La noticia de mi obra había corrido por la zona, y la gente empezaba a llegar. Los comerciantes del mercado la habían visto levantarse desde la distancia y habían cerrado sus tiendas, mientras que los camioneros habían dejado sus vehículos aparcados en las cunetas de la carretera. Todos habían cruzado el valle hasta mi casa, y se habían reunido debajo de la máquina, que contemplaban maravillados. Reconocí sus rostros. Eran los mismos que se habían estado burlando de mí desde el principio, y seguían cuchicheando, e incluso reían.

«Déjalos», pensé. Había llegado la hora.

Subí al primer travesaño de la torre y empecé a escalar. Al llegar arriba y quedar a la altura de mi creación, cuyos huesos de acero estaban soldados y torcidos, y cuyos brazos de plástico estaban algo quemados, la madera de la torre, que no era muy dura, crujió bajo mi peso.

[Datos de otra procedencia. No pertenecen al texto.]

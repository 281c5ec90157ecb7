//! Error types for the migration library.

use thiserror::Error;

/// Main error type for migration operations.
#[derive(Error, Debug)]
pub enum MigrateError {
    /// Configuration error (invalid YAML, unknown dialect, missing fields, etc.)
    #[error("Configuration error: {0}")]
    Config(String),

    /// An identifier exceeds the dialect's maximum length.
    ///
    /// Raised before any SQL is emitted so the message stays
    /// dialect-independent and names the offending identifier.
    #[error("Identifier '{identifier}' is {length} characters long, exceeding the {max}-character limit")]
    NamingConstraint {
        identifier: String,
        length: usize,
        max: usize,
    },

    /// The target name of a rename or add operation already exists.
    #[error("Cannot rename {kind} '{existing}': '{requested}' already exists")]
    Conflict {
        kind: &'static str,
        existing: String,
        requested: String,
    },

    /// The database rejected a statement. Carries the failing SQL as context.
    #[error("Database error while executing `{sql}`: {message}")]
    Execution { sql: String, message: String },

    /// Two migration definitions declare the same version.
    #[error("Duplicate migration version {0}")]
    DuplicateVersion(i64),

    /// A version is recorded as applied but its definition was not discovered,
    /// so it cannot be reverted.
    #[error("Version {0} is recorded as applied but no migration with that version was discovered")]
    MissingMigration(i64),

    /// YAML deserialization error for configuration files.
    #[error("YAML error: {0}")]
    Yaml(#[from] serde_yaml::Error),

    /// IO error (reading configuration files).
    #[error("IO error: {0}")]
    Io(#[from] std::io::Error),
}

impl MigrateError {
    /// Create an Execution error with the failing statement attached.
    pub fn execution(sql: impl Into<String>, message: impl Into<String>) -> Self {
        MigrateError::Execution {
            sql: sql.into(),
            message: message.into(),
        }
    }
}

/// Result type alias for migration operations.
pub type Result<T> = std::result::Result<T, MigrateError>;
//! Core traits for the migration engine.
//!
//! This module defines the primary abstractions:
//!
//! - [`SqlExecutor`]: the database connectivity seam the caller provides
//! - [`MigrationLog`]: the observability sink injected into provider and runner
//! - [`SchemaDialect`]: SQL syntax strategy for different database engines
//!
//! # Design Patterns
//!
//! - **Strategy**: [`SchemaDialect`] provides interchangeable SQL generation;
//!   default methods are the generic algorithm, dialects override exactly the
//!   operations where the generic SQL is invalid or semantically wrong
//! - **Template Method**: multi-statement operations (temporary-column type
//!   changes, auto-increment emulation) are composed by the provider from
//!   dialect-supplied pieces

use async_trait::async_trait;
use uuid::Uuid;

use crate::core::identifier::{emulation_object_name, string_literal};
use crate::core::schema::{ColumnDef, ConstraintDef, ConstraintKind, FkAction, SemanticType};
use crate::core::value::{Row, SqlValue};
use crate::error::Result;

/// Database connectivity primitives consumed by the engine.
///
/// Connection management, pooling and wire protocols are the caller's
/// responsibility; the engine only needs these three query shapes plus a
/// parameterized variant for DML value binding.
#[async_trait]
pub trait SqlExecutor: Send + Sync {
    /// Execute a statement and return the affected row count.
    async fn execute(&self, sql: &str) -> Result<u64>;

    /// Execute a statement with bound parameter values.
    async fn execute_with_params(&self, sql: &str, params: &[SqlValue]) -> Result<u64>;

    /// Execute a query and return the first column of the first row.
    async fn query_scalar(&self, sql: &str) -> Result<Option<SqlValue>>;

    /// Execute a query and return all rows.
    async fn query(&self, sql: &str) -> Result<Vec<Row>>;
}

/// Observability sink for provider and runner.
///
/// Passed in explicitly at construction instead of calling a global logger
/// from inside operations; the default [`TracingLog`] forwards to `tracing`,
/// and tests install a collecting sink.
pub trait MigrationLog: Send + Sync {
    /// Informational progress message.
    fn info(&self, message: &str);

    /// Warning (idempotent no-op conditions, non-fatal cleanup outcomes).
    fn warn(&self, message: &str);

    /// A generated SQL statement, emitted before execution and during dry
    /// runs in place of it.
    fn sql(&self, sql: &str);
}

/// Default [`MigrationLog`] backed by `tracing`.
#[derive(Debug, Clone, Copy, Default)]
pub struct TracingLog;

impl MigrationLog for TracingLog {
    fn info(&self, message: &str) {
        tracing::info!("{message}");
    }

    fn warn(&self, message: &str) {
        tracing::warn!("{message}");
    }

    fn sql(&self, sql: &str) {
        tracing::debug!(sql, "generated statement");
    }
}

/// Map a native catalog type into a semantic type.
///
/// Integral numerics with zero scale become 16-bit integers when the
/// precision fits in 10 digits and 64-bit integers otherwise; nonzero scale
/// becomes decimal; temporal types become date-time; anything unrecognized
/// falls back to a string type.
#[must_use]
pub fn classify_native_type(native: &str, length: i64, precision: i64, scale: i64) -> SemanticType {
    match native {
        t if t.contains("bool") || t == "bit" => SemanticType::Boolean,
        "tinyint" | "smallint" | "int2" => SemanticType::Int16,
        "int" | "integer" | "int4" | "mediumint" => SemanticType::Int32,
        "bigint" | "int8" => SemanticType::Int64,
        t if t.contains("float") || t.contains("double") || t == "real" => SemanticType::Float64,
        "number" | "numeric" | "decimal" | "dec" => {
            if scale == 0 {
                if precision <= 10 {
                    SemanticType::Int16
                } else {
                    SemanticType::Int64
                }
            } else {
                SemanticType::Decimal {
                    precision: precision.clamp(0, u8::MAX as i64) as u8,
                    scale: scale.clamp(0, u8::MAX as i64) as u8,
                }
            }
        }
        t if t.contains("date") || t.contains("time") => SemanticType::DateTime,
        "uuid" | "uniqueidentifier" => SemanticType::Uuid,
        t if t.contains("clob") || t.contains("text") => SemanticType::Text,
        t if t.contains("blob") || t.contains("binary") || t == "bytea" || t == "raw" => {
            if length > 0 {
                SemanticType::Binary(length.clamp(0, u32::MAX as i64) as u32)
            } else {
                SemanticType::Blob
            }
        }
        t if t.contains("char") && length > 0 => {
            SemanticType::String(length.clamp(0, u32::MAX as i64) as u32)
        }
        _ => SemanticType::Text,
    }
}
//! The migration definition contract and the discovered-definition set.

use std::collections::{BTreeMap, BTreeSet};
use std::sync::Arc;

use async_trait::async_trait;

use crate::error::{MigrateError, Result};
use crate::provider::TransformationProvider;

/// A versioned, reversible schema change.
///
/// Definitions are authored externally (a loader hands them to the runner)
/// and express both directions purely in terms of
/// [`TransformationProvider`] calls.
#[async_trait]
pub trait Migration: Send + Sync {
    /// The migration's version. Strictly ordered and unique across the
    /// discovered set.
    fn version(&self) -> i64;

    /// Human-readable name for logs and reports.
    fn name(&self) -> &str;

    /// Apply the forward schema change.
    async fn up(&self, schema: &TransformationProvider) -> Result<()>;

    /// Apply the paired reverse change.
    async fn down(&self, schema: &TransformationProvider) -> Result<()>;
}

/// The set of discovered migration definitions, keyed by version.
#[derive(Default)]
pub struct MigrationSet {
    migrations: BTreeMap<i64, Arc<dyn Migration>>,
}

impl MigrationSet {
    /// Create an empty set.
    pub fn new() -> Self {
        Self::default()
    }

    /// Register a definition.
    ///
    /// # Errors
    ///
    /// Returns [`MigrateError::DuplicateVersion`] when a definition with the
    /// same version was already registered.
    pub fn register(&mut self, migration: Arc<dyn Migration>) -> Result<()> {
        let version = migration.version();
        if self.migrations.contains_key(&version) {
            return Err(MigrateError::DuplicateVersion(version));
        }
        self.migrations.insert(version, migration);
        Ok(())
    }

    /// Number of registered definitions.
    #[must_use]
    pub fn len(&self) -> usize {
        self.migrations.len()
    }

    /// Whether the set is empty.
    #[must_use]
    pub fn is_empty(&self) -> bool {
        self.migrations.is_empty()
    }

    /// All registered versions, ascending.
    pub fn versions(&self) -> BTreeSet<i64> {
        self.migrations.keys().copied().collect()
    }

    /// The highest registered version, if any.
    pub fn latest(&self) -> Option<i64> {
        self.migrations.keys().next_back().copied()
    }

    /// Look up a definition by version.
    pub fn get(&self, version: i64) -> Option<Arc<dyn Migration>> {
        self.migrations.get(&version).cloned()
    }
}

Admiré, entonces, las demás partes: los tapones de botella que hacían las veces de arandelas, las piezas de tractor oxidadas y el viejo cuadro de bicicleta. Cada una tenía su propia historia; cada una había sido abandonada y luego recogida en una época de miedo, hambre y dolor. Ahora, todos juntos, ellas y nosotros, volvíamos a la vida.

Con una mano, sostenía una caña que tenía sujeta una pequeña bombilla. La conecté al par de cables que colgaban de la máquina y me preparé para el último paso. Abajo, la multitud cacareaba como gallinas.

—Silencio —pidió alguien—. Veamos hasta dónde llega la locura de este chico.

Justo entonces, una fuerte ráfaga de viento pasó entre los travesaños y me empujó contra la torre. Estiré el brazo, solté la rueda de la máquina y esta se puso a girar, lentamente al principio, y luego cada vez más rápido, hasta que la torre al completo empezó a mecerse hacia uno y otro lado. Las rodillas me temblaban, pero aguanté.

«No me decepciones», supliqué en silencio.

Sin soltar la caña y los cables, aguardé a que tuviera lugar el milagro de la electricidad. Finalmente, en la palma de mi mano apareció un leve centelleo que no tardó en convertirse en un fulgor majestuoso. La gente contuvo la respiración, y los niños se abrieron paso para verlo mejor.

—¡Tenía razón! —exclamó alguien.

—Pues sí —dijo otro—. El chico lo ha conseguido. ¡Ha hecho viento eléctrico!